How simple is the method of procedure! What would have happened if the great geniuses of the past had consciously used man’s innate ability as we are learning to use it today? They recognized the ability, but they were not living in what we call a scientific age; people in those days did not try to make conscious use of it. Now, for the first time in the history of man, people are consciously and definitely using the creative power of their thought. This means that in addition to trying to think straight at all times we shall take certain periods from the objective duties and pleasures of life to get quiet and create our mental picture of life as we would like to experience it.

We are human and we are going to make mistakes; we are going to say something we should not say, we are going to think something we should not think, we are going to do something that would have been better undone. There is no sin but a mistake and no punishment but an inevitable consequence. This does not mean we can go out and do anything we want, for the Law implies that if we hurt we will be hurt.
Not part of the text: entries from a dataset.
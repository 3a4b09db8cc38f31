pub struct Icons;

impl Icons {
    pub const SEARCH: &str = "🔍";
    pub const CHECK: &str = "✅";
    pub const CROSS: &str = "❌";
    pub const WARN: &str = "⚠️";
    pub const INFO: &str = "ℹ️";
    pub const STATS: &str = "📊";
    pub const PACKAGE: &str = "📦";
    pub const CLOCK: &str = "⏱️";
    pub const FOLDER: &str = "🗂️";
    pub const CLIPBOARD: &str = "📋";
    pub const STAR: &str = "⭐";
    pub const EMPTY: &str = "∅";
}
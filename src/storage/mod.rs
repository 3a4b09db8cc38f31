//! Storage Layer - SQLite-backed persistence
//!
//! System of record is SQLite with tables:
//! - emojis(id, unicode, short_name, group_name, subgroup)
//! - keywords(id, keyword)
//! - emoji_keywords(emoji_id, keyword_id)
//! - favorites(id, emoji_id, created_at)
//! - history(id, emoji_id, used_at)

pub mod schema;
pub mod sqlite;
pub mod provision;

pub use sqlite::{EmojiStore, DbStats};
pub use provision::{ensure_store, Provisioned};
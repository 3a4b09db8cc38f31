use std::sync::OnceLock;

static QUIET: OnceLock<bool> = OnceLock::new();

pub fn is_quiet() -> bool {
    *QUIET.get_or_init(|| {
        std::env::var("EMOJIKIT_QUIET")
            .map(|v| v == "1" || v.eq_ignore_ascii_case("true"))
            .unwrap_or(false)
    })
}

/// How command results are written to stdout
#[derive(Debug, Clone, Copy, PartialEq, Eq)]
pub enum OutputMode {
    Human,
    Json,
}

impl OutputMode {
    pub fn from_json_flag(json: bool) -> Self {
        if json { Self::Json } else { Self::Human }
    }

    pub fn is_human(self) -> bool {
        self == Self::Human
    }
}

/// `{"ok": true, "command": ..., "data": ...}`
pub fn success_envelope(command: &str, data: serde_json::Value) -> serde_json::Value {
    serde_json::json!({
        "ok": true,
        "command": command,
        "data": data,
    })
}

/// Print a JSON success envelope for `command`
pub fn emit_success(command: &str, data: impl serde::Serialize) -> anyhow::Result<()> {
    let envelope = success_envelope(command, serde_json::to_value(data)?);
    println!("{}", serde_json::to_string_pretty(&envelope)?);
    Ok(())
}

#[cfg(test)]
mod tests {
    use super::*;

    #[test]
    fn test_envelope_shape() {
        let envelope = success_envelope("categories", serde_json::json!(["Food"]));
        assert_eq!(envelope["ok"], true);
        assert_eq!(envelope["command"], "categories");
        assert_eq!(envelope["data"][0], "Food");
    }

    #[test]
    fn test_mode_from_flag() {
        assert!(OutputMode::from_json_flag(false).is_human());
        assert_eq!(OutputMode::from_json_flag(true), OutputMode::Json);
    }
}
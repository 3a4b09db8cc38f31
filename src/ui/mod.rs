pub mod icons;
pub mod output;
pub mod progress;
pub mod table;
pub mod theme;

pub use icons::Icons;
pub use output::{dim, error, favorite_marker, header, info, section, success, summary_row, warn};
pub use progress::Spinner;
pub use table::{emoji_table, stats_table, TableBuilder};
pub use theme::{theme, Theme};
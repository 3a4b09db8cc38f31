use indicatif::{ProgressBar, ProgressStyle};
use std::time::Duration;

/// Steady-tick spinner, hidden when stdout is not a terminal
pub struct Spinner {
    pb: ProgressBar,
}

impl Spinner {
    pub fn new(message: &str) -> Self {
        let pb = if console::Term::stdout().is_term() {
            let pb = ProgressBar::new_spinner();
            if let Ok(style) = ProgressStyle::with_template("{spinner} {msg} [{elapsed}]") {
                pb.set_style(style);
            }
            pb.enable_steady_tick(Duration::from_millis(100));
            pb
        } else {
            ProgressBar::hidden()
        };
        pb.set_message(message.to_string());
        Self { pb }
    }

    pub fn finish_and_clear(&self) {
        self.pb.finish_and_clear();
    }
}
//! Database schema definitions

/// SQL to create the emojis table
pub const CREATE_EMOJIS_TABLE: &str = r#"
CREATE TABLE IF NOT EXISTS emojis (
    id INTEGER PRIMARY KEY AUTOINCREMENT,
    unicode TEXT NOT NULL,
    short_name TEXT NOT NULL,
    group_name TEXT,
    subgroup TEXT,
    created_at TEXT NOT NULL DEFAULT (strftime('%Y-%m-%dT%H:%M:%fZ', 'now'))
)
"#;

/// SQL to create the keywords table
/// Keyword text is interned: one row per distinct (case-sensitive) string
pub const CREATE_KEYWORDS_TABLE: &str = r#"
CREATE TABLE IF NOT EXISTS keywords (
    id INTEGER PRIMARY KEY AUTOINCREMENT,
    keyword TEXT NOT NULL UNIQUE,
    created_at TEXT NOT NULL DEFAULT (strftime('%Y-%m-%dT%H:%M:%fZ', 'now'))
)
"#;

/// SQL to create the emoji <-> keyword association table
pub const CREATE_EMOJI_KEYWORDS_TABLE: &str = r#"
CREATE TABLE IF NOT EXISTS emoji_keywords (
    emoji_id INTEGER NOT NULL,
    keyword_id INTEGER NOT NULL,
    PRIMARY KEY (emoji_id, keyword_id),
    FOREIGN KEY (emoji_id) REFERENCES emojis (id) ON DELETE CASCADE,
    FOREIGN KEY (keyword_id) REFERENCES keywords (id) ON DELETE CASCADE
)
"#;

/// SQL to create the favorites table
pub const CREATE_FAVORITES_TABLE: &str = r#"
CREATE TABLE IF NOT EXISTS favorites (
    id INTEGER PRIMARY KEY AUTOINCREMENT,
    emoji_id INTEGER NOT NULL,
    created_at TEXT NOT NULL DEFAULT (strftime('%Y-%m-%dT%H:%M:%fZ', 'now')),
    FOREIGN KEY (emoji_id) REFERENCES emojis (id) ON DELETE CASCADE
)
"#;

/// SQL to create the history table
/// Append-only: one row per usage event
pub const CREATE_HISTORY_TABLE: &str = r#"
CREATE TABLE IF NOT EXISTS history (
    id INTEGER PRIMARY KEY AUTOINCREMENT,
    emoji_id INTEGER NOT NULL,
    used_at TEXT NOT NULL DEFAULT (strftime('%Y-%m-%dT%H:%M:%fZ', 'now')),
    FOREIGN KEY (emoji_id) REFERENCES emojis (id) ON DELETE CASCADE
)
"#;

/// SQL to create indexes
pub const CREATE_INDEXES: &[&str] = &[
    "CREATE INDEX IF NOT EXISTS idx_emojis_unicode ON emojis(unicode)",
    "CREATE INDEX IF NOT EXISTS idx_emojis_short_name ON emojis(short_name)",
    "CREATE INDEX IF NOT EXISTS idx_emojis_group ON emojis(group_name)",
    "CREATE INDEX IF NOT EXISTS idx_emojis_subgroup ON emojis(subgroup)",
    "CREATE INDEX IF NOT EXISTS idx_keywords_keyword ON keywords(keyword)",
    "CREATE INDEX IF NOT EXISTS idx_emoji_keywords_keyword ON emoji_keywords(keyword_id)",
    "CREATE UNIQUE INDEX IF NOT EXISTS idx_favorites_emoji ON favorites(emoji_id)",
    "CREATE INDEX IF NOT EXISTS idx_history_emoji ON history(emoji_id)",
    "CREATE INDEX IF NOT EXISTS idx_history_used_at ON history(used_at)",
];

/// Tables in dependency order (children last)
pub const TABLES: &[&str] = &["emojis", "keywords", "emoji_keywords", "favorites", "history"];

/// Pragmas applied to every new connection
pub const CONNECTION_PRAGMAS: &str = "PRAGMA foreign_keys = ON;";

/// All schema creation statements
pub fn all_schema_statements() -> Vec<&'static str> {
    let mut stmts = vec![
        CREATE_EMOJIS_TABLE,
        CREATE_KEYWORDS_TABLE,
        CREATE_EMOJI_KEYWORDS_TABLE,
        CREATE_FAVORITES_TABLE,
        CREATE_HISTORY_TABLE,
    ];
    stmts.extend(CREATE_INDEXES.iter().copied());
    stmts
}

/// Statements that drop every table, children first
pub fn drop_statements() -> Vec<String> {
    TABLES
        .iter()
        .rev()
        .map(|table| format!("DROP TABLE IF EXISTS {}", table))
        .collect()
}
But we must be flexible with others’ mistakes and flexible with our own; we should forgive ourselves everything that we have done that should not have been done, forgive everybody else everything they have done that they should not have done, and know that each shall come to learn the inevitability of Good.

The man who begins to do this finds life will become a continual series of transitions from less to more, from more to much; from good to better, and better to best. There is always the eternal upward spiraling unfoldment of the infinite Possibility through a limitless Principle.

Chapter 9 – YOU CREATE YOUR EXPERIENCE

Learn To Do It Right

Our individual intelligence has its source in the One Intel­ligence; however, this does not mean that every act of ours is intelligent. But even the most foolish act of ours would not be possible unless there were an intelligence by which we could commit the foolishness. It has been said that the greatest wrong is the suppositional opposite to the highest good.

One in all sincerity may ask: “If God is all there is, why is there poverty? why is there sickness? why is there pain? why is there unhappiness? Why is it that we can experience negation if God is all there is?” Only because we are real beings, immersed in the great Reality. So, if we use a Divine Energy with which to hurt ourselves, and if at the same time we might use that Energy to help ourselves, is this not possible because we are really free? But if we could use It only one way we would not be free. Consequently, it seems that any negative experience in life is bound up in our freedom, and the more we think about this the more we will conclude that the answer to every problem is in the problem. We therefore must try to determine what it is that creates and is having this experience.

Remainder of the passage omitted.